## Task item
What follows is a listing. Return every line of it exactly.

## Dataset records
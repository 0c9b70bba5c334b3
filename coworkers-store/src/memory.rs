//! In-memory contact store.

use std::collections::HashMap;

use coworkers_core::{
    Contact, ContactPhoto, ContactStore, DataError, Employee, Group, LocalId,
};

use crate::ledger::{ContactRecord, Ledger};

/// A [`ContactStore`] that lives only as long as the process.
#[derive(Debug, Default, Clone)]
pub struct MemoryStore {
    ledger: Ledger,
    photos: HashMap<LocalId, Vec<u8>>,
}

impl MemoryStore {
    pub fn new() -> Self {
        Self::default()
    }

    pub fn ledger(&self) -> &Ledger {
        &self.ledger
    }

    pub fn record(&self, uid: &str) -> Option<&ContactRecord> {
        self.ledger.find_contact(uid)
    }

    pub fn photo_bytes(&self, local_id: LocalId) -> Option<&[u8]> {
        self.photos.get(&local_id).map(Vec::as_slice)
    }
}

impl ContactStore for MemoryStore {
    fn find_group_by_uid(&mut self, uid: &str) -> Result<Option<Group>, DataError> {
        Ok(self.ledger.find_group(uid).map(|g| g.to_group()))
    }

    fn create_group(&mut self, uid: &str, title: &str) -> Result<Group, DataError> {
        self.ledger.create_group(uid, title)
    }

    fn update_group_title(&mut self, group: &Group, title: &str) -> Result<(), DataError> {
        self.ledger.update_group_title(group, title).map(|_| ())
    }

    fn find_contacts_by_group(&mut self, group: &Group) -> Result<Vec<Contact>, DataError> {
        Ok(self
            .ledger
            .contacts_in(group.local_id)
            .map(ContactRecord::to_contact)
            .collect())
    }

    fn find_contact_by_uid(&mut self, uid: &str) -> Result<Option<Contact>, DataError> {
        Ok(self.ledger.find_contact(uid).map(ContactRecord::to_contact))
    }

    fn create_contact(
        &mut self,
        group: &Group,
        employee: &Employee,
        prefer_native_name: bool,
    ) -> Result<Contact, DataError> {
        self.ledger
            .create_contact(group, employee, prefer_native_name)
    }

    fn update_contact(
        &mut self,
        contact: &Contact,
        employee: &Employee,
        prefer_native_name: bool,
    ) -> Result<(), DataError> {
        self.ledger
            .update_contact(contact, employee, prefer_native_name)
            .map(|_| ())
    }

    fn delete_contact(&mut self, contact: &Contact) -> Result<(), DataError> {
        self.ledger.delete_contact(contact)?;
        self.photos.remove(&contact.local_id);
        Ok(())
    }

    fn find_photo(&mut self, contact: &Contact) -> Result<ContactPhoto, DataError> {
        Ok(self.ledger.contact(contact.local_id)?.photo.clone())
    }

    fn update_photo_bytes(
        &mut self,
        contact: &Contact,
        bytes: Option<&[u8]>,
    ) -> Result<(), DataError> {
        let record = self.ledger.contact_mut(contact.local_id)?;
        record.photo.mark_synced();
        match bytes {
            Some(bytes) => {
                self.photos.insert(contact.local_id, bytes.to_vec());
            }
            None => {
                self.photos.remove(&contact.local_id);
            }
        }
        Ok(())
    }
}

## Problem solution
repository 0c9b70bba5c334b3
filename coworkers-store/src/memory.rs
//! In-memory contact store.

use std::collections::HashMap;

use coworkers_core::{
    Contact, ContactPhoto, ContactStore, DataError, Employee, Group, LocalId,
};

use crate::ledger::{ContactRecord, Ledger};

/// A [`ContactStore`] that lives only as long as the process.
#[derive(Debug, Default, Clone)]
pub struct MemoryStore {
    ledger: Ledger,
    photos: HashMap<LocalId, Vec<u8>>,
}

impl MemoryStore {
    pub fn new() -> Self {
        Self::default()
    }

    pub fn ledger(&self) -> &Ledger {
        &self.ledger
    }

    pub fn record(&self, uid: &str) -> Option<&ContactRecord> {
        self.ledger.find_contact(uid)
    }

    pub fn photo_bytes(&self, local_id: LocalId) -> Option<&[u8]> {
        self.photos.get(&local_id).map(Vec::as_slice)
    }
}

impl ContactStore for MemoryStore {
    fn find_group_by_uid(&mut self, uid: &str) -> Result<Option<Group>, DataError> {
        Ok(self.ledger.find_group(uid).map(|g| g.to_group()))
    }

    fn create_group(&mut self, uid: &str, title: &str) -> Result<Group, DataError> {
        self.ledger.create_group(uid, title)
    }

    fn update_group_title(&mut self, group: &Group, title: &str) -> Result<(), DataError> {
        self.ledger.update_group_title(group, title).map(|_| ())
    }

    fn find_contacts_by_group(&mut self, group: &Group) -> Result<Vec<Contact>, DataError> {
        Ok(self
            .ledger
            .contacts_in(group.local_id)
            .map(ContactRecord::to_contact)
            .collect())
    }

    fn find_contact_by_uid(&mut self, uid: &str) -> Result<Option<Contact>, DataError> {
        Ok(self.ledger.find_contact(uid).map(ContactRecord::to_contact))
    }

    fn create_contact(
        &mut self,
        group: &Group,
        employee: &Employee,
        prefer_native_name: bool,
    ) -> Result<Contact, DataError> {
        self.ledger
            .create_contact(group, employee, prefer_native_name)
    }

    fn update_contact(
        &mut self,
        contact: &Contact,
        employee: &Employee,
        prefer_native_name: bool,
    ) -> Result<(), DataError> {
        self.ledger
            .update_contact(contact, employee, prefer_native_name)
            .map(|_| ())
    }

    fn delete_contact(&mut self, contact: &Contact) -> Result<(), DataError> {
        self.ledger.delete_contact(contact)?;
        self.photos.remove(&contact.local_id);
        Ok(())
    }

    fn find_photo(&mut self, contact: &Contact) -> Result<ContactPhoto, DataError> {
        Ok(self.ledger.contact(contact.local_id)?.photo.clone())
    }

    fn update_photo_bytes(
        &mut self,
        contact: &Contact,
        bytes: Option<&[u8]>,
    ) -> Result<(), DataError> {
        let record = self.ledger.contact_mut(contact.local_id)?;
        record.photo.mark_synced();
        match bytes {
            Some(bytes) => {
                self.photos.insert(contact.local_id, bytes.to_vec());
            }
            None => {
                self.photos.remove(&contact.local_id);
            }
        }
        Ok(())
    }
}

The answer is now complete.